The darkest of all the books in this series, Linus Learns the Hard Way focuses on the toll that drug abuse and addiction takes on teens, their friends, their families, and the community at large. This book takes place ten years in the future, when Linus finds himself as an acne encrusted, socially awkward, and Del Monte obsessed teenager. He strikes out with the girls, loses interest in school, and just can't seem to fit in socially. His constant references to Del Monte annoy his classmates and isolate him further. One day, a DARE officer comes to Linus's high school to talk about the dangers of drug abuse but Linus doesn't listen to him. On his way home from school that day, he meets a drug dealer named Horace who he buys some heroin from and starts shooting up. This becomes a daily habit for Linus and soon heroin is all he cares about. A particularly heart wrenching moment comes when Charlie Brown, desperate to get his pal to do something that doesn't involve smack, tells him about a new kind of fruit salad that Del Monte is about to release. Turning away from Charlie, Linus says, "Who the fuck cares? Del Monte is dead to me, Del Monte can't give me what I need." After several failed attempts at conducting interventions for Linus, his friends eventually give up until Linus holds up the local Burger King, demanding the cash register be handed over to him because he's out of money and needs his fix. He shoots three Burger King employees, then collapses to the ground realizing what he has become. Shakily, he points the gun toward himself and shoots, and the last page of the story contains nothing but a blood red page. On a mildly uplifting note, the book contains a "final thought" which says that this is a probable, but not definite future for Linus and that kids need to do what they can to avoid becoming like him. The book suggests such methods as joining the local 4H club, getting addicted to porn instead, or just killing themselves when they finish reading the book to make sure they never try that first shot of heroin.

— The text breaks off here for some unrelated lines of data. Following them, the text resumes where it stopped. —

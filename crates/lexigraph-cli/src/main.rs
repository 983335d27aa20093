//! lexigraph-cli: CLI entry point for the Lexigraph syntax-graph builder.

use clap::{Parser, Subcommand};
use lexigraph_core::WalkConfig;
use lexigraph_walk::{languages, JsonLinesEmitter, ProjectWalker};
use std::path::PathBuf;

#[derive(Parser)]
#[command(
    name = "lexigraph",
    about = "Flatten parsed syntax trees into a keyed, streaming JSON node graph"
)]
#[command(version, propagate_version = true)]
struct Cli {
    #[command(subcommand)]
    command: Commands,
}

#[derive(Subcommand)]
enum Commands {
    /// Walk a project and emit one JSON node per line
    ParseProject {
        /// Trunk seed all keys for this run derive from
        trunk: String,

        /// Project root directory
        root: PathBuf,

        /// Changed files for an incremental run (all files when empty)
        files: Vec<String>,

        /// Output file (defaults to stdout)
        #[arg(short, long)]
        output: Option<PathBuf>,

        /// Config file (defaults to <root>/lexigraph.toml when present)
        #[arg(long)]
        config: Option<PathBuf>,
    },

    /// Write a default lexigraph.toml into a project
    Init {
        /// Project directory (defaults to current directory)
        path: Option<PathBuf>,
    },

    /// List registered grammars and the extensions they handle
    Grammars,
}

fn main() -> anyhow::Result<()> {
    // Tracing goes to stderr; stdout is reserved for the node stream.
    tracing_subscriber::fmt()
        .with_writer(std::io::stderr)
        .with_env_filter(
            tracing_subscriber::EnvFilter::from_default_env()
                .add_directive("lexigraph_walk=info".parse().expect("valid tracing directive"))
                .add_directive("lexigraph_cli=info".parse().expect("valid tracing directive")),
        )
        .with_target(false)
        .init();

    let cli = Cli::parse();

    match cli.command {
        Commands::ParseProject {
            trunk,
            root,
            files,
            output,
            config,
        } => {
            cmd_parse_project(&trunk, &root, &files, output.as_deref(), config.as_deref())?;
        }
        Commands::Init { path } => {
            let project_dir = match path {
                Some(p) => p,
                None => std::env::current_dir()?,
            };
            cmd_init(&project_dir)?;
        }
        Commands::Grammars => {
            cmd_grammars();
        }
    }

    Ok(())
}

fn cmd_parse_project(
    trunk: &str,
    root: &std::path::Path,
    files: &[String],
    output: Option<&std::path::Path>,
    config_path: Option<&std::path::Path>,
) -> anyhow::Result<()> {
    let config = match config_path {
        Some(path) => WalkConfig::load(path)?,
        None => WalkConfig::load_or_default(root),
    };

    let writer: Box<dyn std::io::Write> = match output {
        Some(path) => Box::new(std::io::BufWriter::new(std::fs::File::create(path)?)),
        None => Box::new(std::io::stdout()),
    };
    let mut emitter = JsonLinesEmitter::new(writer);

    let walker = ProjectWalker::new(root, trunk, files, config, &mut emitter)?;
    walker.run()?;
    emitter.flush()?;

    Ok(())
}

fn cmd_init(project_dir: &std::path::Path) -> anyhow::Result<()> {
    let path = WalkConfig::default_path(project_dir);
    if path.exists() {
        anyhow::bail!("{} already exists", path.display());
    }
    WalkConfig::default().save(&path)?;
    eprintln!("Wrote {}", path.display());
    Ok(())
}

fn cmd_grammars() {
    for grammar in languages::all_grammars() {
        println!(
            "{} (namespace {}): .{}",
            grammar.name(),
            grammar.namespace(),
            grammar.extensions().join(", .")
        );
    }
}
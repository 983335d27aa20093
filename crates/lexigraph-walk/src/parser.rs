//! Parse coordinator.
//!
//! Detects the grammar from the file extension, configures a tree-sitter
//! parser, and hands back the parsed tree together with its grammar. Files
//! the parser rejects surface as per-file `Parse` errors, never as run
//! aborts.

use std::path::Path;

use lexigraph_core::LexigraphError;
use tree_sitter::Parser;

use crate::grammar::Grammar;
use crate::languages;

/// A successfully parsed file: the tree plus the grammar that produced it.
pub struct ParsedFile<'p> {
    pub grammar: &'p dyn Grammar,
    pub tree: tree_sitter::Tree,
}

impl std::fmt::Debug for ParsedFile<'_> {
    fn fmt(&self, f: &mut std::fmt::Formatter<'_>) -> std::fmt::Result {
        f.debug_struct("ParsedFile")
            .field("grammar", &self.grammar.name())
            .field("tree", &self.tree)
            .finish()
    }
}

/// Coordinates tree-sitter parsing across the registered grammars.
pub struct SourceParser {
    grammars: Vec<Box<dyn Grammar>>,
}

impl SourceParser {
    /// Create a SourceParser with all registered grammars.
    pub fn new() -> Self {
        Self {
            grammars: languages::all_grammars(),
        }
    }

    /// Parse one file's contents.
    ///
    /// Returns `Parse` when the grammar produces no tree or the tree
    /// contains syntax errors; the caller skips the file's interior and
    /// continues. Returns `Unsupported` for an extension no grammar
    /// handles; project traversal pre-filters by extension, so that case
    /// only surfaces on direct misuse.
    pub fn parse_file(&self, path: &str, content: &[u8]) -> Result<ParsedFile<'_>, LexigraphError> {
        let extension = Path::new(path)
            .extension()
            .and_then(|ext| ext.to_str())
            .ok_or_else(|| LexigraphError::Unsupported(path.to_string()))?;

        let grammar = self
            .grammar_for_extension(extension)
            .ok_or_else(|| LexigraphError::Unsupported(path.to_string()))?;

        let mut parser = Parser::new();
        parser
            .set_language(&grammar.language())
            .map_err(|e| LexigraphError::Parse(format!("{path}: {e}")))?;

        let tree = parser
            .parse(content, None)
            .ok_or_else(|| LexigraphError::Parse(format!("{path}: parser produced no tree")))?;

        if tree.root_node().has_error() {
            return Err(LexigraphError::Parse(format!(
                "{path}: source contains syntax errors"
            )));
        }

        Ok(ParsedFile { grammar, tree })
    }

    /// Check if a given file extension is supported by any grammar.
    pub fn supports_extension(&self, ext: &str) -> bool {
        self.grammars.iter().any(|g| g.extensions().contains(&ext))
    }

    /// The namespace stamped onto filesystem-level nodes (project, dir,
    /// file): the first registered grammar's dialect tag.
    pub fn primary_namespace(&self) -> &'static str {
        self.grammars[0].namespace()
    }

    fn grammar_for_extension(&self, ext: &str) -> Option<&dyn Grammar> {
        self.grammars
            .iter()
            .find(|g| g.extensions().contains(&ext))
            .map(|g| g.as_ref())
    }
}

impl Default for SourceParser {
    fn default() -> Self {
        Self::new()
    }
}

Watch Out Lucy, Schroeder Can Sue![edit | edit source]

This is the fourth book of the series and is seen as the weakest both in content and plot. It's been rumored that writing staff and illustrators didn't get the cost of living increase they wanted and in reaction they purposely made this book as poorly as they could. The year is 1971 and the women's lib movement is gaining momentum. Lucy feels emboldened by this and takes her pursuit of Schroeder up a notch. When Schroeder ignores her for the googolplexing time, Lucy snaps and yanks some piano wire out of his piano and slashes Schroeder's left index finger in half with it. After getting his finger sewn back together and taking some time to recover, Schroeder decides to sue Lucy. The reader never learns what happens after this because the rest of the book just contains 32 mostly blank pages. The pages that do contain text largely consist of the letter N and what appears to have been a brainstorming session for writing a slogan for Dan Quayle's would-be 1972 presidential run. The slogans were all so horrible that Quayle decided not to go forward with his candidacy.

64 Things You Should Never Do with a Raccoon[edit | edit source]

This book is the last of the series and as the title implies, it educates children on things that should never be done with a raccoon. Examples include purposely infecting a raccoon with rabies then turning it loose on your oilman, jamming the raccoon down buxom women's shirts on the subway, swinging a raccoon by its tail as a makeshift lasso, and getting practice on how to give an effective handjob through stimulating a raccoon. The most memorable section of the book is when Charlie Brown, Linus, Snoopy, and Peppermint Patty try to gain control of old people's minds by using a raccoon. After they bring a raccoon into a convalescent home and untie it, they try to pick it up and get it to stare into the old people's eyes as they slowly chant hackneyed hypnosis cliches. This doesn't work and the raccoon jumps from their grasp and runs amok through the convalescent home, biting old people, knocking pills out of their jars, causing a kitchen fire, and tearing the shorts of an unsuspecting UPS delivery worker. As punishment, the kids are sent to juvenile hall for a month, then have to serve 50 hours of community service at the very same convalescent home.